How can a righteous God allow such suffocation?
How can a loving God allow the enemy to torture His children with despair and emotional suffocation? Why do righteous people suffer, when they diligently worked to seek His divine will? To top it off, why does God allow the ungodly to prosper? My all-time favorite is, are adversity and affliction a sign that a suffering Christian has unconfessed sin?
I, like many, have suffered my own measurement of troubles – the type of troubles that bring heartache, physical challenges and emotional ramifications. But the most difficult of all suffering has been the constant feeling of suffocation caused by the unmerciful criticism of fellow Body members. The source that God typically uses to breathe life into ministers of the Gospel, is being used today by the enemy to suffocate – like a pillow being put over our faces. Even though I know the error of this dogmatism, and understand why self-proclaimed Christians act in such a manner, I am often led into the demise of spiritual heart-failure. The irony, the more leaders share their personal pain, the more suffocation occurs. I am left with one single act of foolishness – to brag.
If I have to boast, I will boast of what pertains to my weakness.
My all-time spiritual hero, outside of Jesus, is the apostle Paul. Most days, I am so weak I can barely get my hands to the keyboard, let alone release the Holy Spirit’s inspirations to write. Despair constantly knocks at my door as I front daily exhaustion, skin rashes over my entire body, looking pale, edema and other symptoms not worth mentioning. Beyond such external things, I carry the burden of the Post-Truth church.
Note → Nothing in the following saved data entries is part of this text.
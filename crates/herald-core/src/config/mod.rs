//! Configuration system for herald

pub mod defaults;
mod loader;
mod types;
pub mod validation;

pub use defaults::*;
pub use loader::*;
pub use types::*;
pub use validation::*;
Here are a few words from my mentor:
Since many boast according to the flesh, I will boast also. For you, being so wise, tolerate the foolish gladly. For you tolerate it if anyone enslaves you, anyone devours you, anyone takes advantage of you, anyone exalts himself, anyone hits you in the face. To my shame I must say that we have been weak by comparison. But in whatever respect anyone else is bold—I speak in foolishness—I am just as bold myself. Are they Hebrews? So am I. Are they Israelites? So am I. Are they descendants of Abraham? So am I. Are they servants of Christ?—I speak as if insane—I more so; in far more labors, in far more imprisonments, beaten times without number, often in danger of death. Five times I received from the Jews thirty-nine lashes. Three times I was beaten with rods, once I was stoned, three times I was shipwrecked, a night and a day I have spent in the deep. I have been on frequent journeys, in dangers from rivers, dangers from robbers, dangers from my countrymen, dangers from the Gentiles, dangers in the city, dangers in the wilderness, dangers on the sea, dangers among false brethren; I have been in labor and hardship, through many sleepless nights, in hunger and thirst, often without food, in cold and exposure. Apart from such external things, there is the daily pressure on me of concern for all the churches. (2 Corinthians 11:18-28)
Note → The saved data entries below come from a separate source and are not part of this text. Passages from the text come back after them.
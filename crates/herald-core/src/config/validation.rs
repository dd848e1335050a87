//! Configuration validation

use std::collections::HashMap;

use tracing::debug;

use crate::error::{ConfigError, Result};

use super::types::Config;

/// Validate configuration
pub fn validate_config(config: &Config) -> Result<()> {
    debug!("validating configuration");
    validate_users("users", &config.users)?;
    validate_users("extra_users", &config.extra_users)?;
    validate_repo_url(config)?;
    debug!("configuration validation passed");
    Ok(())
}

fn validate_users(field: &str, users: &HashMap<String, String>) -> Result<()> {
    for (email, name) in users {
        if email.trim().is_empty() {
            return Err(ConfigError::InvalidValue {
                field: field.to_string(),
                message: "email cannot be empty".to_string(),
            }
            .into());
        }

        if name.trim().is_empty() {
            return Err(ConfigError::InvalidValue {
                field: format!("{}.{}", field, email),
                message: "display name cannot be empty".to_string(),
            }
            .into());
        }
    }

    Ok(())
}

fn validate_repo_url(config: &Config) -> Result<()> {
    if let Some(url) = &config.repo_url {
        if url.trim().is_empty() {
            return Err(ConfigError::InvalidValue {
                field: "repo_url".to_string(),
                message: "repo_url cannot be empty when set".to_string(),
            }
            .into());
        }
    }

    Ok(())
}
Is my mentor complaining? Is he trying to gain sympathy for his sufferings? Is he falling into the sin of comparison? Or, is he stating a Truth that is beyond human understanding?
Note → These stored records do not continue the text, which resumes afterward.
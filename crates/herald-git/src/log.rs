//! `git log` output parsing

use chrono::{DateTime, Utc};
use tracing::{debug, warn};

use crate::types::LogEntry;

/// `git log --format` string producing one block per commit.
///
/// The message comes first, every other field is introduced by a literal
/// delimiter line.
pub const COMMIT_FORMAT: &str = concat!(
    "%B",
    "%n-hash-%n%H",
    "%n-gitTags-%n%d",
    "%n-committerDate-%n%ci",
    "%n-authorName-%n%aN",
    "%n-authorEmail-%n%aE",
    "%n-committerName-%n%cN",
    "%n-committerEmail-%n%cE",
);

/// Line separating two commit blocks in a log stream
pub const COMMIT_SEPARATOR: &str = "------------------------ >8 ------------------------";

const COMMITTER_DATE_FORMAT: &str = "%Y-%m-%d %H:%M:%S %z";

#[derive(Debug, Clone, Copy, PartialEq, Eq)]
enum Section {
    Message,
    Hash,
    GitTags,
    CommitterDate,
    AuthorName,
    AuthorEmail,
    CommitterName,
    CommitterEmail,
}

impl Section {
    fn from_delimiter(line: &str) -> Option<Self> {
        match line.trim_end() {
            "-hash-" => Some(Self::Hash),
            "-gitTags-" => Some(Self::GitTags),
            "-committerDate-" => Some(Self::CommitterDate),
            "-authorName-" => Some(Self::AuthorName),
            "-authorEmail-" => Some(Self::AuthorEmail),
            "-committerName-" => Some(Self::CommitterName),
            "-committerEmail-" => Some(Self::CommitterEmail),
            _ => None,
        }
    }
}

/// Split a log stream on `separator` lines and parse every non-empty block
pub fn parse_log(text: &str, separator: &str) -> Vec<LogEntry> {
    let mut entries = Vec::new();
    let mut block = Vec::new();

    for line in text.lines() {
        if line.trim_end() == separator {
            push_block(&mut entries, &block);
            block.clear();
        } else {
            block.push(line);
        }
    }
    push_block(&mut entries, &block);

    debug!(count = entries.len(), "parsed log stream");
    entries
}

fn push_block(entries: &mut Vec<LogEntry>, lines: &[&str]) {
    if lines.iter().all(|l| l.trim().is_empty()) {
        return;
    }
    entries.push(parse_block(&lines.join("\n")));
}

/// Parse one commit block produced by [`COMMIT_FORMAT`]
pub fn parse_block(block: &str) -> LogEntry {
    let mut entry = LogEntry::default();
    let mut message: Vec<&str> = Vec::new();
    let mut section = Section::Message;
    let mut field: Vec<&str> = Vec::new();

    for line in block.lines() {
        if let Some(next) = Section::from_delimiter(line) {
            store(&mut entry, section, &field);
            field.clear();
            section = next;
            continue;
        }

        match section {
            Section::Message => message.push(line),
            _ => field.push(line),
        }
    }
    store(&mut entry, section, &field);

    let mut lines = message.into_iter().skip_while(|l| l.trim().is_empty());
    entry.header = lines.next().unwrap_or_default().to_string();
    entry.body = non_empty(&lines.collect::<Vec<_>>().join("\n"));

    entry
}

fn store(entry: &mut LogEntry, section: Section, lines: &[&str]) {
    let value = non_empty(&lines.join("\n"));

    match section {
        Section::Message => {}
        Section::Hash => entry.hash = value,
        Section::GitTags => entry.git_tags = value,
        Section::CommitterDate => entry.committer_date = value.as_deref().and_then(parse_date),
        Section::AuthorName => entry.author_name = value,
        Section::AuthorEmail => entry.author_email = value,
        Section::CommitterName => entry.committer_name = value,
        Section::CommitterEmail => entry.committer_email = value,
    }
}

fn parse_date(value: &str) -> Option<DateTime<Utc>> {
    match DateTime::parse_from_str(value, COMMITTER_DATE_FORMAT) {
        Ok(date) => Some(date.with_timezone(&Utc)),
        Err(e) => {
            warn!(value, error = %e, "unparseable committer date");
            None
        }
    }
}

fn non_empty(value: &str) -> Option<String> {
    let trimmed = value.trim();
    (!trimmed.is_empty()).then(|| trimmed.to_string())
}

#[cfg(test)]
mod tests {
    use super::*;
    use chrono::{Datelike, Timelike};

    const BLOCK: &str = "✅ [ADD] (services) KeyStore collections can now be cloned

Body line one
Body line two
-hash-
0123456789abcdef0123456789abcdef01234567
-gitTags-
 (tag: v1.2.0)
-committerDate-
2024-03-05 14:30:00 +0100
-authorName-
Jane Doe
-authorEmail-
jane@example.com
-committerName-
John Roe
-committerEmail-
john@example.com";

    #[test]
    fn test_parse_block_fields() {
        let entry = parse_block(BLOCK);

        assert_eq!(
            entry.header,
            "✅ [ADD] (services) KeyStore collections can now be cloned"
        );
        assert_eq!(entry.body.as_deref(), Some("Body line one\nBody line two"));
        assert_eq!(
            entry.hash.as_deref(),
            Some("0123456789abcdef0123456789abcdef01234567")
        );
        assert_eq!(entry.tags(), vec!["v1.2.0"]);
        assert_eq!(entry.author_name.as_deref(), Some("Jane Doe"));
        assert_eq!(entry.author_email.as_deref(), Some("jane@example.com"));
        assert_eq!(entry.committer_name.as_deref(), Some("John Roe"));
        assert_eq!(entry.committer_email.as_deref(), Some("john@example.com"));

        let date = entry.committer_date.unwrap();
        assert_eq!((date.year(), date.month(), date.day()), (2024, 3, 5));
        assert_eq!(date.hour(), 13);
    }

    #[test]
    fn test_parse_block_keeps_header_indentation() {
        let entry = parse_block("\n ✴️ [FIX] (unitedMonthly) use getHighest date\n-hash-\nabc");
        assert_eq!(entry.header, " ✴️ [FIX] (unitedMonthly) use getHighest date");
        assert!(entry.body.is_none());
    }

    #[test]
    fn test_empty_sections_are_absent() {
        let entry = parse_block("Add default port AWS\n-hash-\nabc\n-gitTags-\n\n-committerEmail-\n");
        assert!(entry.git_tags.is_none());
        assert!(entry.committer_email.is_none());
        assert_eq!(entry.hash.as_deref(), Some("abc"));
    }

    #[test]
    fn test_bad_date_is_dropped() {
        let entry = parse_block("msg\n-committerDate-\nyesterday");
        assert!(entry.committer_date.is_none());
    }

    #[test]
    fn test_parse_log_splits_blocks() {
        let text = format!(
            "first\n-hash-\naaa\n{sep}\nsecond\n-hash-\nbbb\n{sep}\n",
            sep = COMMIT_SEPARATOR
        );
        let entries = parse_log(&text, COMMIT_SEPARATOR);

        assert_eq!(entries.len(), 2);
        assert_eq!(entries[0].header, "first");
        assert_eq!(entries[1].hash.as_deref(), Some("bbb"));
    }
}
Now, I am a firm believer in declaring all afflictions are allowed by our loving God in order to purify us. But, what is Paul’s objective in revealing his vulnerabilities/weaknesses?
Here is what the Lord showed me:
Boasting is necessary, though it is not profitable; but I will go on to visions and revelations of the Lord. (2 Corinthians 12:1)
For me, this is where the rubber hits the road. Bottomline question is, am I willing to put the hands to the keyboard, continue with revelations of the Lord by depending on the Holy Spirit for inspirations through my weaknesses and reach a church who knows NOT of the mystery I speak?
To that I say, yes! Lord, bring on the Permissible Suffocations but, please let me breath internally through Christ. For you alone know my phobia of suffocation! Lord, I think it’s time for another nap.